I jumped ahead. I had to. There were no pictures of my mother as an adolescent. I jumped ten years. I saw Geneva at 20. Her hair was darker. She possessed a severe and breathtakingly implacable beauty.

She wore her hair in a bun. She parted it down the middle. It was a frumpy hairdo. She wore it with imperious confidence. She knew how she should look. She knew how to control her image.

She looked proud. She looked determined. She looked like she was thinking about something.

I jumped ahead. I saw three color snaps from August ’47. My mother was two months pregnant. She was standing with Leoda. One of the pictures was cropped. Leoda probably x’d out my father. My mother was 32. Her features had settled in resolutely. She still wore that bun. Why get frivolous and mess with your trademark? She was smiling. She wasn’t abstracted. She wasn’t so fiercely proud.

I saw a black & white shot. My father wrote the date on the back. I recognized his printing. He wrote a little note below the date:

“Perfection.

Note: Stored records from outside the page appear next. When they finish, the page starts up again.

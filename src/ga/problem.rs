//! Allocation problem definition.
//!
//! Bridges the catalog (tasks, professionals) to the search: creates
//! random individuals and evaluates them into a penalty-shaped
//! `(adjusted cost, adjusted time)` vector.
//!
//! # Cost Model
//!
//! For a task of weight `w` on a professional of capacity `c` and rate `r`:
//!
//! ```text
//! raw_time       = w / c                      if c >= w
//!                = w / c * overtime_multiplier otherwise
//! billable_hours = ceil(raw_time)
//! cost           = billable_hours * r
//! ```
//!
//! Per-professional times accumulate; `makespan` is the maximum and
//! `total_cost` the sum. The objectives are cross-coupled:
//!
//! ```text
//! adjusted_cost = total_cost + makespan * time_penalty
//! adjusted_time = makespan + total_cost * cost_penalty
//! ```

use rand::Rng;
use serde::{Deserialize, Serialize};

use super::chromosome::{AssignmentChromosome, FitnessVector};
use super::operators::Evaluator;
use crate::models::{Catalog, Professional, Task};
use crate::validation::{ValidationError, ValidationErrorKind};

/// Cost/time model parameters shared by evaluation and reporting.
#[derive(Debug, Clone, Copy, PartialEq, Serialize, Deserialize)]
#[serde(default)]
pub struct CostModel {
    /// Time multiplier applied when a task's weight exceeds capacity (default: 2.0).
    pub overtime_multiplier: f64,
    /// Cost added per hour of makespan (default: 50.0).
    pub time_penalty: f64,
    /// Time added per unit of total cost (default: 0.01).
    pub cost_penalty: f64,
}

impl Default for CostModel {
    fn default() -> Self {
        Self {
            overtime_multiplier: 2.0,
            time_penalty: 50.0,
            cost_penalty: 0.01,
        }
    }
}

/// Time and cost of a single task on a single professional.
#[derive(Debug, Clone, Copy, PartialEq)]
pub struct TaskCost {
    /// Processing time in hours, overtime included.
    pub raw_time: f64,
    /// Whole hours billed.
    pub billable_hours: f64,
    /// `billable_hours * hourly_rate`.
    pub cost: f64,
}

/// Aggregated totals of one assignment.
#[derive(Debug, Clone, PartialEq)]
pub struct Workload {
    /// Accumulated raw time per professional (roster order).
    pub time_by_professional: Vec<f64>,
    /// Maximum accumulated time.
    pub makespan: f64,
    /// Sum of task costs.
    pub total_cost: f64,
}

impl CostModel {
    /// Sets the overtime multiplier.
    pub fn with_overtime_multiplier(mut self, multiplier: f64) -> Self {
        self.overtime_multiplier = multiplier;
        self
    }

    /// Sets the makespan penalty on the cost objective.
    pub fn with_time_penalty(mut self, penalty: f64) -> Self {
        self.time_penalty = penalty;
        self
    }

    /// Sets the cost penalty on the time objective.
    pub fn with_cost_penalty(mut self, penalty: f64) -> Self {
        self.cost_penalty = penalty;
        self
    }

    /// Computes time and cost of `task` when handled by `professional`.
    pub fn task_cost(&self, task: &Task, professional: &Professional) -> TaskCost {
        let base = professional.base_hours(task.weight);
        let raw_time = if task.fits_capacity(professional.capacity) {
            base
        } else {
            base * self.overtime_multiplier
        };
        let billable_hours = raw_time.ceil();
        TaskCost {
            raw_time,
            billable_hours,
            cost: billable_hours * professional.hourly_rate,
        }
    }

    /// Applies objective shaping to raw totals.
    #[inline]
    pub fn shape(&self, total_cost: f64, makespan: f64) -> FitnessVector {
        FitnessVector::new(
            total_cost + makespan * self.time_penalty,
            makespan + total_cost * self.cost_penalty,
        )
    }

    pub(crate) fn validate(&self, errors: &mut Vec<ValidationError>) {
        if !self.overtime_multiplier.is_finite() || self.overtime_multiplier <= 0.0 {
            errors.push(ValidationError::new(
                ValidationErrorKind::InvalidParameter,
                format!(
                    "overtime_multiplier must be finite and > 0, got {}",
                    self.overtime_multiplier
                ),
            ));
        }
        for (name, value) in [
            ("time_penalty", self.time_penalty),
            ("cost_penalty", self.cost_penalty),
        ] {
            if !value.is_finite() || value < 0.0 {
                errors.push(ValidationError::new(
                    ValidationErrorKind::InvalidParameter,
                    format!("{name} must be finite and >= 0, got {value}"),
                ));
            }
        }
    }
}

/// Allocation problem: a validated catalog plus the cost model.
///
/// # Example
/// ```
/// use u_allocate::ga::{AllocationProblem, CostModel, Evaluator};
/// use u_allocate::models::{Catalog, Professional, Task};
///
/// let catalog = Catalog::new(
///     vec![Task::new("T1", 5.0), Task::new("T2", 5.0)],
///     vec![Professional::new("ana", 5.0, 10.0)],
/// ).unwrap();
/// let problem = AllocationProblem::new(catalog, CostModel::default());
/// let fitness = problem.evaluate(&[0, 0]);
/// assert!((fitness.cost - 120.0).abs() < 1e-9);
/// assert!((fitness.time - 2.2).abs() < 1e-9);
/// ```
#[derive(Debug, Clone)]
pub struct AllocationProblem {
    catalog: Catalog,
    cost_model: CostModel,
}

impl AllocationProblem {
    /// Creates a problem from a validated catalog.
    pub fn new(catalog: Catalog, cost_model: CostModel) -> Self {
        Self {
            catalog,
            cost_model,
        }
    }

    /// The catalog this problem is defined over.
    pub fn catalog(&self) -> &Catalog {
        &self.catalog
    }

    /// The cost model used for evaluation.
    pub fn cost_model(&self) -> &CostModel {
        &self.cost_model
    }

    /// Creates one uniformly random individual.
    pub fn create_individual<R: Rng + ?Sized>(&self, rng: &mut R) -> AssignmentChromosome {
        AssignmentChromosome::random(
            self.catalog.task_count(),
            self.catalog.professional_count(),
            rng,
        )
    }

    /// Creates `size` independent random individuals (unevaluated).
    pub fn create_population<R: Rng + ?Sized>(
        &self,
        size: usize,
        rng: &mut R,
    ) -> Vec<AssignmentChromosome> {
        (0..size).map(|_| self.create_individual(rng)).collect()
    }

    /// Whether `genes` has one in-range professional index per task.
    pub fn accepts(&self, genes: &[usize]) -> bool {
        let p = self.catalog.professional_count();
        genes.len() == self.catalog.task_count() && genes.iter().all(|&g| g < p)
    }

    /// Computes raw per-professional time, makespan and total cost.
    ///
    /// Returns `None` if `genes` does not fit the catalog.
    pub fn workload(&self, genes: &[usize]) -> Option<Workload> {
        if !self.accepts(genes) {
            return None;
        }
        let professionals = self.catalog.professionals();
        let mut time_by_professional = vec![0.0; professionals.len()];
        let mut total_cost = 0.0;

        for (task, &p) in self.catalog.tasks().iter().zip(genes) {
            let tc = self.cost_model.task_cost(task, &professionals[p]);
            time_by_professional[p] += tc.raw_time;
            total_cost += tc.cost;
        }

        let makespan = time_by_professional.iter().copied().fold(0.0, f64::max);
        Some(Workload {
            time_by_professional,
            makespan,
            total_cost,
        })
    }
}

impl Evaluator for AllocationProblem {
    fn evaluate(&self, genes: &[usize]) -> FitnessVector {
        match self.workload(genes) {
            Some(w) => self.cost_model.shape(w.total_cost, w.makespan),
            None => FitnessVector::infeasible(),
        }
    }
}

#[cfg(test)]
mod tests {
    use super::*;
    use rand::rngs::SmallRng;
    use rand::SeedableRng;

    fn make_problem() -> AllocationProblem {
        let tasks = [2.0, 5.0, 3.0, 4.0, 7.0, 6.0, 9.0, 3.0, 4.0, 8.0]
            .iter()
            .enumerate()
            .map(|(i, &w)| Task::new(format!("Ticket {}", i + 1), w))
            .collect();
        let pros = vec![
            Professional::new("felipe", 2.0, 100.0),
            Professional::new("paulo", 3.0, 110.0),
            Professional::new("joao", 4.0, 120.0),
            Professional::new("gabriel", 5.0, 130.0),
            Professional::new("pedro", 6.0, 140.0),
        ];
        AllocationProblem::new(Catalog::new(tasks, pros).unwrap(), CostModel::default())
    }

    #[test]
    fn test_two_tasks_one_professional() {
        let catalog = Catalog::new(
            vec![Task::new("A", 5.0), Task::new("B", 5.0)],
            vec![Professional::new("solo", 5.0, 10.0)],
        )
        .unwrap();
        let problem = AllocationProblem::new(catalog, CostModel::default());

        let w = problem.workload(&[0, 0]).unwrap();
        assert!((w.total_cost - 20.0).abs() < 1e-10);
        assert!((w.makespan - 2.0).abs() < 1e-10);

        let f = problem.evaluate(&[0, 0]);
        assert!((f.cost - 120.0).abs() < 1e-10);
        assert!((f.time - 2.2).abs() < 1e-10);
    }

    #[test]
    fn test_overtime_multiplier() {
        let model = CostModel::default();
        let tc = model.task_cost(&Task::new("big", 10.0), &Professional::new("p", 5.0, 1.0));
        assert!((tc.raw_time - 4.0).abs() < 1e-10);
        assert!((tc.billable_hours - 4.0).abs() < 1e-10);

        let lenient = model.with_overtime_multiplier(1.5);
        let tc = lenient.task_cost(&Task::new("big", 10.0), &Professional::new("p", 5.0, 1.0));
        assert!((tc.raw_time - 3.0).abs() < 1e-10);
    }

    #[test]
    fn test_billable_hours_round_up() {
        let model = CostModel::default();
        let tc = model.task_cost(&Task::new("t", 2.0), &Professional::new("p", 3.0, 100.0));
        assert!((tc.raw_time - 2.0 / 3.0).abs() < 1e-10);
        assert!((tc.billable_hours - 1.0).abs() < 1e-10);
        assert!((tc.cost - 100.0).abs() < 1e-10);
    }

    #[test]
    fn test_evaluation_deterministic() {
        let problem = make_problem();
        let mut rng = SmallRng::seed_from_u64(42);
        for _ in 0..20 {
            let ch = problem.create_individual(&mut rng);
            assert_eq!(problem.evaluate(&ch.genes), problem.evaluate(&ch.genes));
        }
    }

    #[test]
    fn test_raising_rate_never_lowers_cost() {
        let problem = make_problem();
        let mut rng = SmallRng::seed_from_u64(42);

        for p in 0..problem.catalog().professional_count() {
            let mut pros = problem.catalog().professionals().to_vec();
            pros[p].hourly_rate += 25.0;
            let pricier = AllocationProblem::new(
                Catalog::new(problem.catalog().tasks().to_vec(), pros).unwrap(),
                CostModel::default(),
            );
            for _ in 0..20 {
                let ch = problem.create_individual(&mut rng);
                let before = problem.workload(&ch.genes).unwrap().total_cost;
                let after = pricier.workload(&ch.genes).unwrap().total_cost;
                assert!(after >= before);
            }
        }
    }

    #[test]
    fn test_create_population() {
        let problem = make_problem();
        let mut rng = SmallRng::seed_from_u64(42);
        let pop = problem.create_population(30, &mut rng);
        assert_eq!(pop.len(), 30);
        assert!(pop.iter().all(|c| c.is_valid(10, 5) && !c.is_evaluated()));
    }

    #[test]
    fn test_idle_professionals_do_not_count() {
        let problem = make_problem();
        let w = problem.workload(&[4; 10]).unwrap();
        assert!((w.makespan - w.time_by_professional[4]).abs() < 1e-10);
        assert!(w.time_by_professional[..4].iter().all(|&t| t == 0.0));
    }

    #[test]
    fn test_mismatched_genes_are_infeasible() {
        let problem = make_problem();
        assert!(problem.accepts(&[4; 10]));

        for genes in [vec![0; 9], vec![0; 11], vec![5; 10], vec![]] {
            assert!(!problem.accepts(&genes));
            assert!(problem.workload(&genes).is_none());
            assert_eq!(problem.evaluate(&genes), FitnessVector::infeasible());
        }
    }

    #[test]
    fn test_cost_model_validation() {
        let mut errors = Vec::new();
        CostModel::default()
            .with_overtime_multiplier(0.0)
            .with_cost_penalty(-1.0)
            .validate(&mut errors);
        assert_eq!(errors.len(), 2);
    }
}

And who am I to gild the lily?”

It was August ’46. It was Beverly Hills. It couldn’t be any place else. A swimming pool. Some French-chateau cabanas. A scene from a movie-biz party. My mother was sitting in a deck chair. She was wearing a summer dress. She was smiling. She looked delightedly content.

She was with my father then. He was on Rita Hayworth’s payroll.

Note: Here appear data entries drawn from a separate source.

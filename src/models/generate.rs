//! Random catalog generation.
//!
//! Produces plausible task lists and rosters for demos, benchmarks and
//! tests. Ranges mirror the ones used by the ticket board tooling:
//! weights 10..=100, capacities 10..=30, hourly rates 50..=200.

use rand::seq::SliceRandom;
use rand::Rng;

use super::{Professional, Task};

const NAME_POOL: [&str; 20] = [
    "rafael", "gabriel", "joao", "maria", "ana", "carlos", "paulo", "lucas", "pedro", "antonio",
    "rafaela", "juliana", "marcos", "roberto", "fernando", "ricardo", "eduardo", "andre", "felipe",
    "luana",
];

/// Generates `count` tasks named `Ticket 1..=count` with weights in `10..=100`.
pub fn random_tasks<R: Rng>(count: usize, rng: &mut R) -> Vec<Task> {
    (0..count)
        .map(|i| Task::new(format!("Ticket {}", i + 1), rng.random_range(10..=100) as f64))
        .collect()
}

/// Generates `count` professionals with distinct names.
///
/// Names are drawn without replacement from a fixed pool; once the pool
/// is exhausted a numeric suffix keeps them unique.
pub fn random_professionals<R: Rng>(count: usize, rng: &mut R) -> Vec<Professional> {
    let mut names = NAME_POOL;
    names.shuffle(rng);

    (0..count)
        .map(|i| {
            let base = names[i % names.len()];
            let name = if i < names.len() {
                base.to_string()
            } else {
                format!("{base}-{}", i / names.len() + 1)
            };
            Professional::new(
                name,
                rng.random_range(10..=30) as f64,
                rng.random_range(50..=200) as f64,
            )
        })
        .collect()
}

I saw some more black & white shots. They were mid-’40s vintage. I recognized the common exterior. It was 459 North Doheny My mother was wearing a light-colored dress and spectator pumps. The dress was perfect for her. It looked like high fashion on a low budget. She was poised. She wore a different hairstyle. Her bun was braided and pinned on the sides. I couldn’t read her face.

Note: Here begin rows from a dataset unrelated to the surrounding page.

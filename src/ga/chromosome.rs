//! Integer assignment chromosome for task allocation.
//!
//! # Encoding
//!
//! Gene *i* holds the index of the professional assigned to task *i*.
//! Length equals the task count and never changes; every gene lies in
//! `[0, num_professionals)`.
//!
//! # Reference
//! Deb et al. (2002), "A Fast and Elitist Multiobjective Genetic Algorithm: NSGA-II"

use rand::Rng;
use serde::{Deserialize, Serialize};

/// Two-objective fitness: adjusted cost and adjusted time, both minimized.
#[derive(Debug, Clone, Copy, PartialEq, Serialize, Deserialize)]
pub struct FitnessVector {
    /// Adjusted cost (total cost plus makespan penalty).
    pub cost: f64,
    /// Adjusted time (makespan plus cost penalty).
    pub time: f64,
}

impl FitnessVector {
    /// Creates a fitness vector.
    pub fn new(cost: f64, time: f64) -> Self {
        Self { cost, time }
    }

    /// Worst possible fitness, given to assignments that do not fit the catalog.
    pub fn infeasible() -> Self {
        Self::new(f64::INFINITY, f64::INFINITY)
    }

    /// Whether both objectives are finite.
    #[inline]
    pub fn is_finite(&self) -> bool {
        self.cost.is_finite() && self.time.is_finite()
    }

    /// Objective values in a fixed order (cost, time).
    #[inline]
    pub fn objectives(&self) -> [f64; 2] {
        [self.cost, self.time]
    }

    /// Pareto dominance: no worse in both objectives, strictly better in one.
    #[inline]
    pub fn dominates(&self, other: &FitnessVector) -> bool {
        self.cost <= other.cost
            && self.time <= other.time
            && (self.cost < other.cost || self.time < other.time)
    }
}

/// Task-to-professional assignment chromosome.
///
/// `fitness` is `None` until the individual is evaluated and is reset by
/// every variation operator.
#[derive(Debug, Clone, PartialEq, Serialize, Deserialize)]
pub struct AssignmentChromosome {
    /// Professional index per task.
    pub genes: Vec<usize>,
    /// Cached fitness; `None` = needs evaluation.
    pub fitness: Option<FitnessVector>,
}

impl AssignmentChromosome {
    /// Wraps a gene vector as an unevaluated chromosome.
    pub fn new(genes: Vec<usize>) -> Self {
        Self {
            genes,
            fitness: None,
        }
    }

    /// Creates a chromosome with one uniform draw in `[0, num_professionals)` per task.
    pub fn random<R: Rng + ?Sized>(
        num_tasks: usize,
        num_professionals: usize,
        rng: &mut R,
    ) -> Self {
        let genes = (0..num_tasks)
            .map(|_| rng.random_range(0..num_professionals))
            .collect();
        Self::new(genes)
    }

    /// Whether the chromosome holds an up-to-date fitness.
    #[inline]
    pub fn is_evaluated(&self) -> bool {
        self.fitness.is_some()
    }

    /// Drops the cached fitness.
    #[inline]
    pub fn invalidate(&mut self) {
        self.fitness = None;
    }

    /// Validates length and gene range.
    pub fn is_valid(&self, num_tasks: usize, num_professionals: usize) -> bool {
        self.genes.len() == num_tasks && self.genes.iter().all(|&g| g < num_professionals)
    }
}

// ======================== Crossover operators ========================

/// Two-point crossover.
///
/// Picks cut points `a < b` with `1 <= a` and `b <= len`, then exchanges
/// the `[a, b)` segment between the parents. Both children come back
/// unevaluated; parents shorter than two genes are copied unchanged.
pub fn two_point_crossover<R: Rng + ?Sized>(
    p1: &AssignmentChromosome,
    p2: &AssignmentChromosome,
    rng: &mut R,
) -> (AssignmentChromosome, AssignmentChromosome) {
    let mut c1 = AssignmentChromosome::new(p1.genes.clone());
    let mut c2 = AssignmentChromosome::new(p2.genes.clone());

    let size = c1.genes.len().min(c2.genes.len());
    if size < 2 {
        return (c1, c2);
    }

    let mut a = rng.random_range(1..=size);
    let mut b = rng.random_range(1..size);
    if b >= a {
        b += 1;
    } else {
        std::mem::swap(&mut a, &mut b);
    }

    c1.genes[a..b].swap_with_slice(&mut c2.genes[a..b]);
    (c1, c2)
}

// ======================== Mutation operators ========================

/// Uniform reassignment mutation.
///
/// Each gene is independently redrawn in `[0, num_professionals)` with
/// probability `per_gene_rate`, clamped to `[0, 1]` (NaN counts as 0).
/// The chromosome is always invalidated.
pub fn uniform_mutation<R: Rng + ?Sized>(
    chromosome: &mut AssignmentChromosome,
    num_professionals: usize,
    per_gene_rate: f64,
    rng: &mut R,
) {
    chromosome.invalidate();
    if num_professionals == 0 {
        return;
    }
    let rate = clamp_rate(per_gene_rate);
    for gene in chromosome.genes.iter_mut() {
        if rng.random_bool(rate) {
            *gene = rng.random_range(0..num_professionals);
        }
    }
}

/// Clamps a probability to `[0, 1]`; NaN becomes 0.
pub(crate) fn clamp_rate(rate: f64) -> f64 {
    if rate.is_nan() {
        0.0
    } else {
        rate.clamp(0.0, 1.0)
    }
}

I came to the most stunning pictures. They were posed photographs blown up to portrait size.

My mother was sitting on and standing by a split-rail fence. She was 24 or 25 years old. She was wearing a plaid shirt, a windbreaker, jodhpurs and boots that laced up to the knees. She was wearing a wedding ring. The pictures looked like honeymoon shots sans husband. My father or the Spalding guy were somewhere off-camera. This was Geneva Hilliker. This was my mother with no male surname. She was too proud to pander. Men came to her. She pinned her hair up and made competence and rectitude beauty. She was there with a man. She was standing alone. She was defying all claims past and present.


Tunnel City and Tomah were three hours northwest. We drove there in Brian Klock’s van. Brian and Janet sat up front. Bill and I sat in the back.

We took back roads. Wisconsin shot by in five basic colors. The hills were green. The sky was blue. The barns and silos were red, white and silver.

The landscape was nice. I ignored it. I balanced a stack of pictures on my lap. I looked at them. I held them out at different angles. I held them up to odd shafts of light. Bill asked me if I was okay. I said, I don’t know.

We picked up Jeannie. I recognized her. She had my beady brown eyes. We got the beads from Jessie Hilliker and the brown from our respective fathers.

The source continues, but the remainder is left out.